▶ [Problem statement]: Across the listing below, work out how many lines include the word "running". Give the number alone.

▶ [Given entries]:
· · · · · · ·

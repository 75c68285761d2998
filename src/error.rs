use thiserror::Error;

/// The error type for kvmlink operations.
///
/// Errors fall into three groups. Transient conditions (a non-blocking call
/// that would block) never show up here; they are reported as zero bytes
/// transferred. Connection-fatal errors end the socket and are reported once
/// through [`TransportEvent::Failed`](crate::TransportEvent::Failed).
/// Programming errors (operating on a closed socket, connecting twice) are
/// returned directly to the caller.
#[derive(Error, Debug)]
pub enum Error {
    // ============================================================================
    // I/O and Networking Errors
    // ============================================================================

    /// Low-level I/O error from the operating system.
    #[error("I/O error: {0}")]
    Io(#[from] std::io::Error),

    /// The address string could not be parsed into host and port.
    #[error("Invalid network address '{0}'")]
    InvalidAddress(String),

    /// The host name did not resolve to any socket address.
    #[error("Could not resolve '{host}': {reason}")]
    Resolve { host: String, reason: String },

    /// The peer closed the stream.
    #[error("Connection closed by peer")]
    PeerClosed,

    // ============================================================================
    // Contract Violations
    // ============================================================================

    /// Operation on a socket that has been closed.
    #[error("Socket {id} is closed")]
    SocketClosed { id: usize },

    /// Operation not valid for the socket's current state.
    #[error("Socket {id} cannot {operation} while {state}")]
    InvalidState {
        id: usize,
        operation: &'static str,
        state: String,
    },

    /// The socket already failed; no further I/O is serviced.
    #[error("Socket {id} already failed")]
    AlreadyFailed { id: usize },

    /// The multiplexer's poll loop is no longer running.
    #[error("Multiplexer is not running")]
    MultiplexerStopped,

    // ============================================================================
    // TLS Errors
    // ============================================================================

    /// Failed to load TLS certificate file from disk.
    #[error("Failed to load certificate from {path}: {source}")]
    TlsCertificateLoad {
        path: String,
        source: std::io::Error,
    },

    /// Failed to load TLS private key file from disk.
    #[error("Failed to load private key from {path}: {source}")]
    TlsKeyLoad {
        path: String,
        source: std::io::Error,
    },

    /// Certificate file format is invalid or unsupported.
    #[error("Invalid certificate format: {0}")]
    TlsInvalidCertificate(String),

    /// Private key file format is invalid or unsupported.
    #[error("Invalid private key format: {0}")]
    TlsInvalidKey(String),

    /// Generating the local self-signed certificate failed.
    #[error("Failed to generate certificate: {0}")]
    TlsCertificateGenerate(String),

    /// Secure transport requested but no certificate is configured.
    #[error("TLS certificate not configured - set tls_cert and tls_key")]
    TlsNotConfigured,

    /// Failed to build the rustls client or server configuration.
    #[error("Failed to build TLS config: {0}")]
    TlsConfigBuild(String),

    /// The TLS library rejected the handshake or a record.
    #[error("TLS handshake failed: {0}")]
    TlsHandshake(String),

    // ============================================================================
    // Trust Errors
    // ============================================================================

    /// Peer presented a certificate that differs from the recorded one.
    #[error("Fingerprint mismatch for {peer}: expected {expected}, got {actual}")]
    FingerprintMismatch {
        peer: String,
        expected: String,
        actual: String,
    },

    /// Peer is unknown and the trust policy requires confirmation first.
    #[error("Untrusted fingerprint for {peer}: {fingerprint}")]
    UntrustedFingerprint { peer: String, fingerprint: String },

    /// Peer completed the handshake without presenting a certificate.
    #[error("Peer presented no certificate")]
    MissingPeerCertificate,

    /// A fingerprint string could not be parsed.
    #[error("Invalid fingerprint '{0}'")]
    InvalidFingerprint(String),

    /// Reading or writing the trust store file failed.
    #[error("Trust store {path}: {reason}")]
    TrustStore { path: String, reason: String },

    // ============================================================================
    // Configuration Errors
    // ============================================================================

    /// Configuration file parsing or key lookup failed.
    #[error("Configuration error: {0}")]
    Config(#[from] config::ConfigError),

    /// Invalid value for `trust_policy`.
    #[error("Invalid trust policy '{got}', expected one of: tofu, confirm")]
    InvalidTrustPolicy { got: String },
}

impl Error {
    /// Whether the error ends the connection it happened on.
    ///
    /// Contract violations are reported to the caller but leave the socket
    /// as it was.
    pub fn is_fatal(&self) -> bool {
        !matches!(
            self,
            Error::SocketClosed { .. }
                | Error::InvalidState { .. }
                | Error::AlreadyFailed { .. }
                | Error::InvalidAddress(_)
                | Error::MultiplexerStopped
        )
    }
}

impl From<rustls::Error> for Error {
    fn from(err: rustls::Error) -> Self {
        Error::TlsHandshake(err.to_string())
    }
}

· · · · · · ·

▶ [Result for this task]: 2